Source records:
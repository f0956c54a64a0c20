use crate::event::{EventId, RemoteEvent};
use std::time::Duration;

/// Destination for [`RemoteEvent`]s produced by the adapter.
///
/// Implementations are responsible for transporting events to a concrete
/// error-tracking service (or a file, stdout, an in-memory buffer). The
/// adapter calls `capture_event` on the logging thread, so implementations
/// should hand the event off quickly and do any slow I/O elsewhere.
pub trait EventSink: Send + Sync {
    /// Accept a single event.
    ///
    /// **Parameters**
    /// - `event`: fully-populated [`RemoteEvent`] built by the adapter.
    ///
    /// **Returns**
    /// - `Some(id)` if the event was accepted.
    /// - `None` if there is no client or scope able to take it. The adapter
    ///   reports this as [`Error::ClientUnavailable`](crate::error::Error).
    fn capture_event(&self, event: RemoteEvent) -> Option<EventId>;

    /// Block until buffered events are delivered or `timeout` elapses.
    ///
    /// **Returns**
    /// - `true` if everything was delivered in time.
    /// - `false` if the timeout elapsed first.
    ///
    /// Default implementation has nothing buffered and returns `true`.
    fn flush(&self, _timeout: Duration) -> bool {
        true
    }
}
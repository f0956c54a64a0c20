use crate::event::{EventId, RemoteEvent};
use crate::sink::EventSink;

/// A sink with no client behind it.
///
/// Every event is dropped and reported as not captured, the same way an
/// unbound remote client behaves. Useful for measuring the overhead of
/// the layer itself without any I/O.
#[derive(Clone, Default)]
pub struct NoopSink;

impl EventSink for NoopSink {
    fn capture_event(&self, _event: RemoteEvent) -> Option<EventId> {
        None
    }
}
use crate::event::EventLevel;
use crate::record::Severity;

/// Translate a pipeline severity into the service's severity.
///
/// Panic and fatal records are reported as plain errors: escalating or
/// terminating is left to the logging framework, never to the sink.
pub const fn map_level(level: Severity) -> EventLevel {
    match level {
        Severity::Debug => EventLevel::Debug,
        Severity::Info => EventLevel::Info,
        Severity::Warn => EventLevel::Warning,
        Severity::Error | Severity::DPanic | Severity::Panic | Severity::Fatal => EventLevel::Error,
    }
}

/// Decides whether records at a given severity are processed at all.
pub trait LevelFilter: Send + Sync {
    fn enabled(&self, level: Severity) -> bool;
}

/// A bare severity acts as a minimum threshold.
impl LevelFilter for Severity {
    fn enabled(&self, level: Severity) -> bool {
        level >= *self
    }
}

impl<F> LevelFilter for F
where
    F: Fn(Severity) -> bool + Send + Sync,
{
    fn enabled(&self, level: Severity) -> bool {
        self(level)
    }
}
use crate::event::{EventId, RemoteEvent};
use crate::sink::EventSink;
use serde::Serialize;
use std::io::{self, Stdout, Write};
use std::sync::{Mutex, PoisonError};
use std::time::Duration;

/// Sink that writes each event as one JSON line.
///
/// Handy during development, or behind a log shipper that tails stdout.
/// Events are written synchronously, so `flush` only has to flush the
/// underlying writer and never waits on anything else.
pub struct ConsoleSink<W = Stdout> {
    writer: Mutex<W>,
}

#[derive(Serialize)]
struct ConsoleLine<'a> {
    event_id: EventId,
    #[serde(flatten)]
    event: &'a RemoteEvent,
}

impl ConsoleSink<Stdout> {
    pub fn stdout() -> Self {
        Self::new(io::stdout())
    }
}

impl<W: Write + Send> ConsoleSink<W> {
    pub fn new(writer: W) -> Self {
        Self {
            writer: Mutex::new(writer),
        }
    }

    /// Give back the writer, e.g. to inspect a `Vec<u8>` in tests.
    pub fn into_inner(self) -> W {
        self.writer.into_inner().unwrap_or_else(PoisonError::into_inner)
    }
}

impl<W: Write + Send> EventSink for ConsoleSink<W> {
    fn capture_event(&self, event: RemoteEvent) -> Option<EventId> {
        let event_id = EventId::new();
        let line = serde_json::to_string(&ConsoleLine {
            event_id,
            event: &event,
        })
        .ok()?;

        let mut writer = self.writer.lock().unwrap_or_else(PoisonError::into_inner);
        writeln!(writer, "{}", line).ok()?;
        Some(event_id)
    }

    fn flush(&self, _timeout: Duration) -> bool {
        let mut writer = self.writer.lock().unwrap_or_else(PoisonError::into_inner);
        writer.flush().is_ok()
    }
}
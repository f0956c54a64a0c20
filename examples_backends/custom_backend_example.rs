use std::sync::Arc;
use std::time::Duration;

use tracing::{error, info, info_span};
use tracing_event_adapter::{
    init::init_tracing,
    EventId, EventSink, RemoteEvent,
};

/// Example of integrating a completely custom backend by implementing
/// the `EventSink` trait directly. Imagine this talks to some
/// proprietary error tracker for which this crate does not provide a
/// built-in sink.
struct MyErrorTrackerSink;

impl EventSink for MyErrorTrackerSink {
    fn capture_event(&self, event: RemoteEvent) -> Option<EventId> {
        // Here you would call your own client library for the tracker.
        // For the sake of example we just print the event.
        println!("[my-error-tracker] {:?}", event);
        Some(EventId::new())
    }

    fn flush(&self, _timeout: Duration) -> bool {
        true
    }
}

fn main() -> Result<(), Box<dyn std::error::Error>> {
    let sink: Arc<dyn EventSink> = Arc::new(MyErrorTrackerSink);

    let adapter = init_tracing(sink)?;

    info!("custom backend example started");
    let span = info_span!("checkout", "#tenant" = "acme", cart_items = 3u64);
    let _guard = span.enter();
    error!("#env" = "dev", "simulated error sent via custom backend");

    adapter.flush()?;
    Ok(())
}
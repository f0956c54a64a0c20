use std::sync::Arc;

use tracing::{error, warn};
use tracing_event_adapter::console::ConsoleSink;
use tracing_event_adapter::init::{init_tracing_with_config, LayerConfig};

/// Prints every captured event as a JSON line on stdout.
///
/// Try `EVENT_ADAPTER_MIN_LEVEL=warn EVENT_ADAPTER_STDOUT=false`.
fn main() -> Result<(), Box<dyn std::error::Error>> {
    let config = LayerConfig::from_env()?;
    let adapter = init_tracing_with_config(Arc::new(ConsoleSink::stdout()), config)?;

    warn!("#component" = "cache", hit_ratio = 0.42, "cache hit ratio low");
    error!("#component" = "db", "#shard" = 7u64, retries = 2u64, "query failed");

    adapter.flush()?;
    Ok(())
}
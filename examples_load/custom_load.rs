use std::sync::Arc;
use std::time::Instant;
use tracing::{error, info};

use tracing_event_adapter::init::{init_tracing_with_config, LayerConfig};
use tracing_event_adapter::memory::MemorySink;
use tracing_event_adapter::Severity;

fn main() -> Result<(), Box<dyn std::error::Error>> {
    let sink = Arc::new(MemorySink::new());

    let layer_config = LayerConfig {
        tag_prefix: "@".to_string(),
        min_level: Severity::Warn,
        enable_stdout: false,
    };

    let adapter = init_tracing_with_config(sink.clone(), layer_config)?;

    let n: u64 = 100_000;
    let start = Instant::now();

    for i in 0..n {
        // Filtered out by the adapter before any event is built.
        info!(iteration = i, "custom load test info");
        error!(iteration = i, "@load" = "custom", "custom load test error");
    }

    let elapsed = start.elapsed();
    println!("custom config: captured {} of {} events in {:?} (~{:.0} ev/s)",
        sink.events().len(),
        2 * n,
        elapsed,
        (2 * n) as f64 / elapsed.as_secs_f64()
    );

    adapter.flush()?;
    Ok(())
}
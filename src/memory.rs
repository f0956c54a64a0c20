use crate::event::{EventId, RemoteEvent};
use crate::sink::EventSink;
use std::sync::atomic::{AtomicBool, Ordering};
use std::sync::{Mutex, MutexGuard, PoisonError};
use std::time::Duration;

/// A sink that keeps every captured event in memory.
///
/// Useful for tests and for inspecting what the adapter produces without
/// any external service. It can also pretend the remote client is gone
/// (`set_unavailable`) or that a flush never completes
/// (`set_flush_stalled`).
#[derive(Debug, Default)]
pub struct MemorySink {
    events: Mutex<Vec<RemoteEvent>>,
    unavailable: AtomicBool,
    flush_stalled: AtomicBool,
    last_flush_timeout: Mutex<Option<Duration>>,
}

impl MemorySink {
    pub fn new() -> Self {
        Self::default()
    }

    pub fn set_unavailable(&self, unavailable: bool) {
        self.unavailable.store(unavailable, Ordering::SeqCst);
    }

    pub fn set_flush_stalled(&self, stalled: bool) {
        self.flush_stalled.store(stalled, Ordering::SeqCst);
    }

    /// Snapshot of the captured events, oldest first.
    pub fn events(&self) -> Vec<RemoteEvent> {
        lock(&self.events).clone()
    }

    /// Drain the captured events.
    pub fn take(&self) -> Vec<RemoteEvent> {
        std::mem::take(&mut *lock(&self.events))
    }

    /// Timeout passed to the most recent `flush` call.
    pub fn last_flush_timeout(&self) -> Option<Duration> {
        *lock(&self.last_flush_timeout)
    }
}

fn lock<T>(mutex: &Mutex<T>) -> MutexGuard<'_, T> {
    mutex.lock().unwrap_or_else(PoisonError::into_inner)
}

impl EventSink for MemorySink {
    fn capture_event(&self, event: RemoteEvent) -> Option<EventId> {
        if self.unavailable.load(Ordering::SeqCst) {
            return None;
        }
        lock(&self.events).push(event);
        Some(EventId::new())
    }

    fn flush(&self, timeout: Duration) -> bool {
        *lock(&self.last_flush_timeout) = Some(timeout);
        !self.flush_stalled.load(Ordering::SeqCst)
    }
}
use crate::adapter::{EventAdapter, DEFAULT_TAG_PREFIX};
use crate::env::{
    env_or, EVENT_ADAPTER_MIN_LEVEL_ENV, EVENT_ADAPTER_STDOUT_ENV, EVENT_ADAPTER_TAG_PREFIX_ENV,
};
use crate::error::ParseSeverityError;
use crate::layer::EventAdapterLayer;
use crate::record::Severity;
use crate::sink::EventSink;
use std::sync::Arc;
use tracing::subscriber::SetGlobalDefaultError;
use tracing_subscriber::layer::SubscriberExt;
use tracing_subscriber::Registry;

/// Configuration of the adapter layer.
///
/// **Fields**
/// - `tag_prefix`: field-name prefix that turns a field into a tag.
/// - `min_level`: records below this severity never reach the sink.
/// - `enable_stdout`: if `true`, a `tracing_subscriber::fmt::Layer` is
///   stacked on top of [`EventAdapterLayer`] so events are also printed.
#[derive(Clone, Debug)]
pub struct LayerConfig {
    pub tag_prefix: String,
    pub min_level: Severity,
    pub enable_stdout: bool,
}

impl Default for LayerConfig {
    fn default() -> Self {
        Self {
            tag_prefix: DEFAULT_TAG_PREFIX.to_string(),
            min_level: Severity::Error,
            enable_stdout: true,
        }
    }
}

impl LayerConfig {
    /// Build a config from `EVENT_ADAPTER_*` variables, using the
    /// defaults for anything unset.
    ///
    /// **Returns**
    /// - `Err(..)` if `EVENT_ADAPTER_MIN_LEVEL` is not a known severity.
    pub fn from_env() -> Result<Self, ParseSeverityError> {
        let defaults = Self::default();
        let min_level = env_or(EVENT_ADAPTER_MIN_LEVEL_ENV, defaults.min_level.as_str()).parse()?;
        let enable_stdout = !matches!(
            env_or(EVENT_ADAPTER_STDOUT_ENV, "true").trim().to_ascii_lowercase().as_str(),
            "false" | "0" | "no" | "off"
        );

        Ok(Self {
            tag_prefix: env_or(EVENT_ADAPTER_TAG_PREFIX_ENV, &defaults.tag_prefix),
            min_level,
            enable_stdout,
        })
    }

    /// Adapter described by this config, capturing into `sink`.
    pub fn build_adapter(&self, sink: Arc<dyn EventSink>) -> EventAdapter {
        EventAdapter::new(sink, self.min_level).with_tag_prefix(self.tag_prefix.clone())
    }
}

/// Error returned when the global subscriber cannot be installed.
#[derive(thiserror::Error, Debug)]
pub enum InitError {
    #[error("a global tracing subscriber is already installed")]
    AlreadyInstalled(#[from] SetGlobalDefaultError),
}

/// Initialize global `tracing` subscriber using the provided sink and
/// [`LayerConfig`].
///
/// **Parameters**
/// - `sink`: implementation of [`EventSink`] that will receive the
///   built events.
/// - `config`: [`LayerConfig`] controlling tag prefix, threshold and
///   console output.
///
/// **Returns**
/// - A clone of the installed [`EventAdapter`]; call
///   [`EventAdapter::flush`] on it before the process exits.
pub fn init_tracing_with_config(
    sink: Arc<dyn EventSink>,
    config: LayerConfig,
) -> Result<EventAdapter, InitError> {
    let adapter = config.build_adapter(sink);
    let layer = EventAdapterLayer::new(adapter.clone());

    // The two subscriber shapes have different types, hence two branches.
    if config.enable_stdout {
        let fmt_layer = tracing_subscriber::fmt::layer();
        let subscriber = Registry::default().with(layer).with(fmt_layer);
        tracing::subscriber::set_global_default(subscriber)?;
    } else {
        let subscriber = Registry::default().with(layer);
        tracing::subscriber::set_global_default(subscriber)?;
    }

    tracing::debug!(
        tag_prefix = %config.tag_prefix,
        min_level = %config.min_level,
        "event adapter installed"
    );
    Ok(adapter)
}

/// Initialize tracing with sensible defaults.
///
/// Equivalent to calling [`init_tracing_with_config`] with
/// [`LayerConfig::default`].
pub fn init_tracing(sink: Arc<dyn EventSink>) -> Result<EventAdapter, InitError> {
    init_tracing_with_config(sink, LayerConfig::default())
}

- Your assignment: Please copy every line in the entries where "threshold" appears.

- Exercise solution:
/// A bare severity acts as a minimum threshold.
/// - `config`: [`LayerConfig`] controlling tag prefix, threshold and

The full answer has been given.